07/11/2021
Our nervous system activates defense mode for a reason - to get us OUT of danger (or keep us alive while waiting for the danger to pass). When we are chronically exposed to danger, though, without the ability to escape or overcome it, and especially if we've been/felt alone in facing that danger, then the nervous system stays chronically in defense mode and can lose the ability to register the absence of danger - i.e. to identify "safe" or "safe enough." We're left with a body sense of feeling chronically under threat - and our responses to life and relationships cannot help but be influenced by that nervous system state of not feeling safe.
Some therapies, such as DBT (Dialectical Behavioral Therapy) and ACT (Acceptance & Commitment Therapy) help us learn skills for recognizing and managing our behavior when we're feeling threatened. These skills are valuable and can be immensely helpful - bringing much needed relief from feeling out of control of our own actions.

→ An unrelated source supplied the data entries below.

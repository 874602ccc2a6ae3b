use lazy_static::lazy_static;
use regex::Regex;

lazy_static! {
    /// Matches URL safe slugs, eg: `toyota` or `corolla-special-edition`
    pub static ref REGEX_IS_SLUG: Regex = Regex::new(r"^[a-z0-9]+(?:-[a-z0-9]+)*$").unwrap();
}
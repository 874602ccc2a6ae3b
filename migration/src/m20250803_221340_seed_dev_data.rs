use sea_orm_migration::{prelude::*, sea_orm::TransactionTrait};

use crate::seeder;

#[derive(DeriveMigrationName)]
pub struct Migration;

#[async_trait::async_trait]
impl MigrationTrait for Migration {
    async fn up(&self, manager: &SchemaManager) -> Result<(), DbErr> {
        let db = manager.get_connection();
        let transaction = db.begin().await?;

        let refs = seeder::reference_data(&transaction).await?;

        for brand in seeder::brands(&transaction).await? {
            for _ in 0..4 {
                seeder::listing(&transaction, &brand, &refs).await?;
            }
        }

        transaction.commit().await?;

        Ok(())
    }

    async fn down(&self, manager: &SchemaManager) -> Result<(), DbErr> {
        let db = manager.get_connection();

        // brand and reference deletes cascade to listings and images
        db.execute_unprepared(
            r#"
            delete from "brand";
            delete from "fuel_type";
            delete from "drive_type";
            delete from "transmission";
            "#,
        )
        .await?;

        Ok(())
    }
}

Other modes of therapy, including Emotionally Focused Therapy (EFT), Accelerated Experiential Dynamic Psychotherapy (AEDP), and Internal Family Systems Therapy (IFS), facilitate a process that allows the nervous system to learn (either anew or perhaps for the first time) how to identify, feel and trust your current experience of safety - thus opening up a whole new set of possibilities for responding to life and relationships from a place of feeling "safe" (or "safe enough.") [Of course, in order for our nervous system to begin to learn this new reality, we first need to be out of actual danger - i.e. no longer a dependent child trapped in a home with less-than-safe-enough caregivers (trying to cover a lot of possibilities with that one phrase); or no longer being abused by a partner, etc.]